The outlook "is increased losses and slower growth," with no "credible scenario in which cybercrime losses diminish," according to the report published by the Washington-based Center for Strategic and International Studies. Some of the damage will be hard to trace, such as economic downturns caused by foreign competitors selling products based on stolen designs and financial markets undermined by hackers.

"Cybercrime is here to stay," said Stewart Baker, a lead author of the study who was general counsel for the National Security Agency in the 1990s and later an assistant secretary at the Homeland Security Department.

-- Bloomberg News

Merck to buy Idenix for $3.9 billion

NEW YORK -- Merck & Co., the second-biggest U.S. drugmaker, has agreed to buy Idenix Pharmaceuticals Inc. for about $3.85 billion to expand its experimental pipeline for hepatitis C treatments.

Idenix holders will receive $24.50 a share in cash, Merck said in a statement Monday. The price is more than triple Idenix's Friday closing level of $7.23.

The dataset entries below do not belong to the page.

//! Conversion of video containers the repository refuses into WebM
//!
//! The encoder runs as an external process. If it reports the preferred audio
//! codec as unavailable, the same attempt is repeated once with the fallback
//! codec. Whole attempts are retried with a fixed pause and a pause/stop
//! checkpoint before each one.

use crate::config::TranscodeConfig;
use crate::control::RunControl;
use crate::error::{Error, Result};
use crate::retry::{RetryPolicy, with_retry};
use async_trait::async_trait;
use regex::Regex;
use std::path::{Path, PathBuf};
use std::process::Stdio;
use std::sync::{Arc, LazyLock};
use tokio::process::Command;

/// Extension of every transcoder output
pub const OUTPUT_EXTENSION: &str = "webm";

#[allow(clippy::expect_used)] // literal pattern
static ENCODER_MISSING: LazyLock<Regex> = LazyLock::new(|| {
    Regex::new(
        r"(?i)unknown encoder|encoder not found|error selecting an encoder|could not find tag for codec|only .* audio .* supported",
    )
    .expect("encoder pattern is valid")
});

/// Whether encoder diagnostics say the audio codec cannot be used
pub fn is_audio_codec_unsupported(stderr: &str, audio_codec: &str) -> bool {
    ENCODER_MISSING.is_match(stderr)
        && (stderr.contains(audio_codec) || stderr.to_ascii_lowercase().contains("audio"))
}

/// One encoder invocation
#[derive(Clone, Debug, PartialEq, Eq)]
pub struct EncodeJob {
    /// Source file
    pub input: PathBuf,
    /// Destination file (overwritten)
    pub output: PathBuf,
    /// Video codec name
    pub video_codec: String,
    /// Audio codec name
    pub audio_codec: String,
}

/// Why an encoder invocation failed
#[derive(Clone, Debug, PartialEq, Eq)]
pub struct EncodeFailure {
    /// Encoder diagnostics
    pub message: String,
    /// The requested audio codec is not available in this encoder build
    pub audio_codec_unsupported: bool,
}

/// External video encoder
#[async_trait]
pub trait VideoEncoder: Send + Sync {
    /// Run one conversion
    async fn encode(&self, job: &EncodeJob) -> std::result::Result<(), EncodeFailure>;

    /// Short encoder name for logs
    fn name(&self) -> &'static str;
}

/// `ffmpeg` command-line encoder
pub struct FfmpegEncoder {
    binary_path: PathBuf,
}

impl FfmpegEncoder {
    /// Use an explicit binary
    pub fn new(binary_path: PathBuf) -> Self {
        Self { binary_path }
    }

    /// Find `ffmpeg` in PATH
    pub fn from_path() -> Option<Self> {
        which::which("ffmpeg").ok().map(Self::new)
    }

    /// Explicit path from configuration, else PATH lookup
    pub fn from_config(config: &TranscodeConfig) -> Option<Self> {
        match &config.ffmpeg_path {
            Some(path) => Some(Self::new(path.clone())),
            None => Self::from_path(),
        }
    }

    fn args(job: &EncodeJob) -> Vec<String> {
        let mut args: Vec<String> = ["-y", "-v", "error", "-i"]
            .iter()
            .map(|s| s.to_string())
            .collect();
        args.push(job.input.to_string_lossy().into_owned());
        args.extend(
            [
                "-c:v",
                job.video_codec.as_str(),
                "-b:v",
                "0",
                "-crf",
                "32",
                "-c:a",
                job.audio_codec.as_str(),
                "-f",
                "webm",
            ]
            .iter()
            .map(|s| s.to_string()),
        );
        args.push(job.output.to_string_lossy().into_owned());
        args
    }
}

#[async_trait]
impl VideoEncoder for FfmpegEncoder {
    async fn encode(&self, job: &EncodeJob) -> std::result::Result<(), EncodeFailure> {
        let output = Command::new(&self.binary_path)
            .args(Self::args(job))
            .stdin(Stdio::null())
            .stdout(Stdio::null())
            .stderr(Stdio::piped())
            .kill_on_drop(true)
            .output()
            .await
            .map_err(|e| EncodeFailure {
                message: format!("failed to execute ffmpeg: {}", e),
                audio_codec_unsupported: false,
            })?;

        if output.status.success() {
            return Ok(());
        }

        let stderr = String::from_utf8_lossy(&output.stderr);
        Err(EncodeFailure {
            audio_codec_unsupported: is_audio_codec_unsupported(&stderr, &job.audio_codec),
            message: stderr.trim().lines().last().unwrap_or("ffmpeg failed").to_string(),
        })
    }

    fn name(&self) -> &'static str {
        "ffmpeg"
    }
}

/// Converts a video into the accepted container
pub struct Transcoder {
    config: Arc<TranscodeConfig>,
    encoder: Arc<dyn VideoEncoder>,
}

impl Transcoder {
    /// Create a transcoder around `encoder`
    pub fn new(config: Arc<TranscodeConfig>, encoder: Arc<dyn VideoEncoder>) -> Self {
        Self { config, encoder }
    }

    /// Convert `input` into `<out_dir>/<input stem>.webm`
    pub async fn transcode(
        &self,
        input: &Path,
        out_dir: &Path,
        control: &RunControl,
    ) -> Result<PathBuf> {
        let stem = input
            .file_stem()
            .and_then(|s| s.to_str())
            .filter(|s| !s.is_empty())
            .unwrap_or("video");
        let output = out_dir.join(format!("{}.{}", stem, OUTPUT_EXTENSION));
        let policy = RetryPolicy::fixed(self.config.attempts, self.config.pause);

        tracing::info!(
            input = %input.display(),
            encoder = self.encoder.name(),
            "Transcoding to {}",
            OUTPUT_EXTENSION
        );

        with_retry(&policy, control, "transcode", |attempt| {
            let output = output.clone();
            async move {
                tracing::debug!(input = %input.display(), attempt, "Encoder attempt");
                self.attempt(input, &output).await?;
                Ok(output)
            }
        })
        .await
    }

    async fn attempt(&self, input: &Path, output: &Path) -> Result<()> {
        // A leftover from a failed attempt must not count as output
        let _ = tokio::fs::remove_file(output).await;

        let mut job = EncodeJob {
            input: input.to_path_buf(),
            output: output.to_path_buf(),
            video_codec: self.config.video_codec.clone(),
            audio_codec: self.config.audio_codec.clone(),
        };

        if let Err(failure) = self.encoder.encode(&job).await {
            if !failure.audio_codec_unsupported {
                return Err(Error::Transcode(failure.message));
            }
            tracing::warn!(
                codec = %job.audio_codec,
                fallback = %self.config.fallback_audio_codec,
                "Audio codec unavailable, retrying with fallback"
            );
            job.audio_codec = self.config.fallback_audio_codec.clone();
            let _ = tokio::fs::remove_file(output).await;
            self.encoder
                .encode(&job)
                .await
                .map_err(|failure| Error::Transcode(failure.message))?;
        }

        match tokio::fs::metadata(output).await {
            Ok(meta) if meta.len() > 0 => Ok(()),
            _ => Err(Error::Transcode("encoder produced no output".to_string())),
        }
    }
}

// unwrap/expect are acceptable in tests for concise failure-on-error assertions
#[allow(clippy::unwrap_used, clippy::expect_used)]
#[cfg(test)]
mod tests {
    use super::*;
    use std::sync::Mutex;
    use std::time::Duration;
    use tempfile::TempDir;

    /// Encoder that follows a per-call script
    struct ScriptedEncoder {
        script: Mutex<Vec<Step>>,
        jobs: Mutex<Vec<EncodeJob>>,
    }

    #[derive(Clone)]
    enum Step {
        Write,
        WriteNothing,
        Fail,
        NoAudioCodec,
    }

    impl ScriptedEncoder {
        fn new(script: Vec<Step>) -> Self {
            Self {
                script: Mutex::new(script),
                jobs: Mutex::new(Vec::new()),
            }
        }
    }

    #[async_trait]
    impl VideoEncoder for ScriptedEncoder {
        async fn encode(&self, job: &EncodeJob) -> std::result::Result<(), EncodeFailure> {
            self.jobs.lock().unwrap().push(job.clone());
            let step = {
                let mut script = self.script.lock().unwrap();
                if script.is_empty() {
                    Step::Write
                } else {
                    script.remove(0)
                }
            };
            match step {
                Step::Write => {
                    tokio::fs::write(&job.output, b"\x1a\x45\xdf\xa3webm").await.unwrap();
                    Ok(())
                }
                Step::WriteNothing => Ok(()),
                Step::Fail => Err(EncodeFailure {
                    message: "Invalid data found when processing input".into(),
                    audio_codec_unsupported: false,
                }),
                Step::NoAudioCodec => Err(EncodeFailure {
                    message: "Unknown encoder 'libopus'".into(),
                    audio_codec_unsupported: true,
                }),
            }
        }

        fn name(&self) -> &'static str {
            "scripted"
        }
    }

    fn transcoder(encoder: Arc<ScriptedEncoder>) -> Transcoder {
        let config = TranscodeConfig {
            pause: Duration::from_millis(5),
            ..Default::default()
        };
        Transcoder::new(Arc::new(config), encoder)
    }

    #[tokio::test]
    async fn test_output_is_webm_named_after_input() {
        let dir = TempDir::new().unwrap();
        let encoder = Arc::new(ScriptedEncoder::new(vec![]));
        let out = transcoder(encoder.clone())
            .transcode(Path::new("/src/clip.mp4"), dir.path(), &RunControl::new())
            .await
            .unwrap();

        assert_eq!(out, dir.path().join("clip.webm"));
        let jobs = encoder.jobs.lock().unwrap();
        assert_eq!(jobs[0].video_codec, "libvpx-vp9");
        assert_eq!(jobs[0].audio_codec, "libopus");
    }

    #[tokio::test]
    async fn test_audio_codec_fallback_within_one_attempt() {
        let dir = TempDir::new().unwrap();
        let encoder = Arc::new(ScriptedEncoder::new(vec![Step::NoAudioCodec]));
        transcoder(encoder.clone())
            .transcode(Path::new("clip.mov"), dir.path(), &RunControl::new())
            .await
            .unwrap();

        let jobs = encoder.jobs.lock().unwrap();
        assert_eq!(jobs.len(), 2);
        assert_eq!(jobs[1].audio_codec, "libvorbis");
    }

    #[tokio::test]
    async fn test_empty_output_counts_as_failure_then_retry() {
        let dir = TempDir::new().unwrap();
        let encoder = Arc::new(ScriptedEncoder::new(vec![Step::WriteNothing, Step::Fail]));
        transcoder(encoder.clone())
            .transcode(Path::new("clip.mkv"), dir.path(), &RunControl::new())
            .await
            .unwrap();
        assert_eq!(encoder.jobs.lock().unwrap().len(), 3);
    }

    #[tokio::test]
    async fn test_attempts_exhausted() {
        let dir = TempDir::new().unwrap();
        let encoder = Arc::new(ScriptedEncoder::new(vec![Step::Fail, Step::Fail, Step::Fail]));
        let err = transcoder(encoder.clone())
            .transcode(Path::new("clip.avi"), dir.path(), &RunControl::new())
            .await
            .unwrap_err();
        assert!(matches!(err, Error::Transcode(_)));
        assert_eq!(encoder.jobs.lock().unwrap().len(), 3);
    }

    #[test]
    fn test_audio_codec_signal_detection() {
        assert!(is_audio_codec_unsupported(
            "Unknown encoder 'libopus'",
            "libopus"
        ));
        assert!(!is_audio_codec_unsupported(
            "Unknown encoder 'libvpx-vp9'",
            "libopus"
        ));
        assert!(!is_audio_codec_unsupported(
            "moov atom not found",
            "libopus"
        ));
    }

    #[test]
    fn test_ffmpeg_args() {
        let args = FfmpegEncoder::args(&EncodeJob {
            input: PathBuf::from("in.mp4"),
            output: PathBuf::from("out.webm"),
            video_codec: "libvpx-vp9".into(),
            audio_codec: "libopus".into(),
        });
        let joined = args.join(" ");
        assert!(joined.starts_with("-y -v error -i in.mp4"));
        assert!(joined.contains("-c:v libvpx-vp9"));
        assert!(joined.contains("-c:a libopus"));
        assert!(joined.ends_with("out.webm"));
    }
}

Buying the Cambridge, Mass.-based company will help Merck in the race to develop a daily, all-oral regimen that treats different strains of the viral infection and doesn't include ribavirin, a standard treatment for hepatitis C that has serious side effects. In April, Merck said its once-a-day hepatitis C pill, which combined two drugs, stopped the virus in a midstage study in 98 percent of newly treated patients with few major side effects.

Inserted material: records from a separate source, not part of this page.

//! Video-platform extraction with credential and format fallback
//!
//! Each credential strategy gets `attempts_per_strategy` tries; every failed
//! try advances to the next format selector. A bot-check answer ends the
//! current strategy at once because repeating it with the same credentials
//! only repeats the challenge.

use crate::config::{AcquireConfig, CredentialStrategy};
use crate::control::RunControl;
use crate::error::{Error, ExtractionError, Result};
use async_trait::async_trait;
use regex::Regex;
use std::path::{Path, PathBuf};
use std::process::Stdio;
use std::sync::LazyLock;
use tokio::process::Command;

#[allow(clippy::expect_used)] // literal pattern
static BOT_CHECK: LazyLock<Regex> = LazyLock::new(|| {
    Regex::new(r"(?i)sign in to confirm|not a bot|captcha|HTTP Error 429|too many requests")
        .expect("bot-check pattern is valid")
});

/// Whether extractor diagnostics indicate a bot challenge
pub fn is_bot_check(message: &str) -> bool {
    BOT_CHECK.is_match(message)
}

/// Downloads media from video platforms
#[async_trait]
pub trait VideoExtractor: Send + Sync {
    /// Download `url` into `dest_dir` using one format selector and credential strategy
    async fn extract(
        &self,
        url: &str,
        format_selector: &str,
        strategy: &CredentialStrategy,
        dest_dir: &Path,
    ) -> std::result::Result<PathBuf, ExtractionError>;

    /// Short extractor name for logs
    fn name(&self) -> &'static str;
}

/// `yt-dlp` command-line extractor
pub struct YtDlpExtractor {
    binary_path: PathBuf,
}

impl YtDlpExtractor {
    /// Use an explicit binary
    pub fn new(binary_path: PathBuf) -> Self {
        Self { binary_path }
    }

    /// Find `yt-dlp` in PATH
    pub fn from_path() -> Option<Self> {
        which::which("yt-dlp").ok().map(Self::new)
    }

    /// Explicit path from configuration, else PATH lookup
    pub fn from_config(config: &AcquireConfig) -> Option<Self> {
        match &config.yt_dlp_path {
            Some(path) => Some(Self::new(path.clone())),
            None => Self::from_path(),
        }
    }

    fn args(
        url: &str,
        format_selector: &str,
        strategy: &CredentialStrategy,
        dest_dir: &Path,
    ) -> Vec<String> {
        let mut args = vec![
            "--no-playlist".to_string(),
            "--no-progress".to_string(),
            "--restrict-filenames".to_string(),
            "-f".to_string(),
            format_selector.to_string(),
            "-o".to_string(),
            dest_dir.join("video.%(ext)s").to_string_lossy().into_owned(),
        ];
        if let CredentialStrategy::BrowserCookies(browser) = strategy {
            args.push("--cookies-from-browser".to_string());
            args.push(browser.clone());
        }
        args.push("--".to_string());
        args.push(url.to_string());
        args
    }
}

#[async_trait]
impl VideoExtractor for YtDlpExtractor {
    async fn extract(
        &self,
        url: &str,
        format_selector: &str,
        strategy: &CredentialStrategy,
        dest_dir: &Path,
    ) -> std::result::Result<PathBuf, ExtractionError> {
        let output = Command::new(&self.binary_path)
            .args(Self::args(url, format_selector, strategy, dest_dir))
            .stdin(Stdio::null())
            .stdout(Stdio::piped())
            .stderr(Stdio::piped())
            .kill_on_drop(true)
            .output()
            .await
            .map_err(|e| ExtractionError::Attempt {
                message: format!("failed to execute yt-dlp: {}", e),
                bot_check: false,
            })?;

        if !output.status.success() {
            let stderr = String::from_utf8_lossy(&output.stderr);
            tracing::debug!(url, stderr = %stderr, "yt-dlp failed");
            let message = stderr
                .lines()
                .rev()
                .find(|line| !line.trim().is_empty())
                .unwrap_or("yt-dlp exited with an error")
                .to_string();
            return Err(ExtractionError::Attempt {
                bot_check: is_bot_check(&stderr),
                message,
            });
        }

        find_output(dest_dir).await.ok_or(ExtractionError::NoOutput)
    }

    fn name(&self) -> &'static str {
        "yt-dlp"
    }
}

/// First complete, non-empty file in `dir`
async fn find_output(dir: &Path) -> Option<PathBuf> {
    let mut entries = tokio::fs::read_dir(dir).await.ok()?;
    while let Ok(Some(entry)) = entries.next_entry().await {
        let path = entry.path();
        let partial = path
            .extension()
            .and_then(|e| e.to_str())
            .is_some_and(|e| matches!(e, "part" | "ytdl" | "temp"));
        if partial {
            continue;
        }
        if let Ok(meta) = entry.metadata().await
            && meta.is_file()
            && meta.len() > 0
        {
            return Some(path);
        }
    }
    None
}

/// Walk strategies and selectors until one attempt yields a file
pub(crate) async fn extract_with_fallback(
    extractor: &dyn VideoExtractor,
    config: &AcquireConfig,
    url: &str,
    dest_dir: &Path,
    control: &RunControl,
) -> Result<PathBuf> {
    let selectors = &config.format_selectors;
    let mut total_attempts = 0u32;
    let mut last_error = String::from("no extraction attempted");

    for strategy in &config.credential_strategies {
        for attempt in 0..config.attempts_per_strategy.max(1) {
            control.checkpoint().await?;
            total_attempts += 1;

            let selector_index = (attempt as usize).min(selectors.len().saturating_sub(1));
            let Some(selector) = selectors.get(selector_index) else {
                break;
            };

            // Fresh directory so leftovers of a failed attempt are never picked up
            let attempt_dir = dest_dir.join(format!("attempt-{}", total_attempts));
            tokio::fs::create_dir_all(&attempt_dir).await?;

            tracing::debug!(
                url,
                extractor = extractor.name(),
                strategy = %strategy,
                selector = %selector,
                attempt = attempt + 1,
                "Extracting video"
            );

            match extractor
                .extract(url, selector, strategy, &attempt_dir)
                .await
            {
                Ok(path) => {
                    tracing::info!(url, strategy = %strategy, selector = %selector, "Video extracted");
                    return Ok(path);
                }
                Err(e) => {
                    let _ = tokio::fs::remove_dir_all(&attempt_dir).await;
                    last_error = e.to_string();
                    if e.is_bot_check() {
                        tracing::warn!(url, strategy = %strategy, "Bot check requested, trying next strategy");
                        break;
                    }
                    tracing::debug!(url, strategy = %strategy, error = %e, "Extraction attempt failed");
                }
            }
        }
    }

    Err(Error::Extraction(ExtractionError::Exhausted {
        url: url.to_string(),
        attempts: total_attempts,
        last_error,
    }))
}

"We've been talking with Idenix for a long time and have a long history in this field," said Roger Perlmutter, who joined the Whitehouse Station, N.J.-based company as president of Merck Research Laboratories in April 2013.

Idenix came to Merck after another company approached it about a possible deal, Perlmutter said Monday. Once that happened, Idenix started a sale, and "I'm delighted to say we won the process," he said.

Idenix's lead drug, IDX21437, works similarly to Gilead Science Inc.'s Sovaldi, which won U.S. regulatory approval in December and costs $84,000 for a 12-week course of treatment. Before the development of Sovaldi, hepatitis C treatment entailed a regimen of two or more antiviral drugs with many side effects.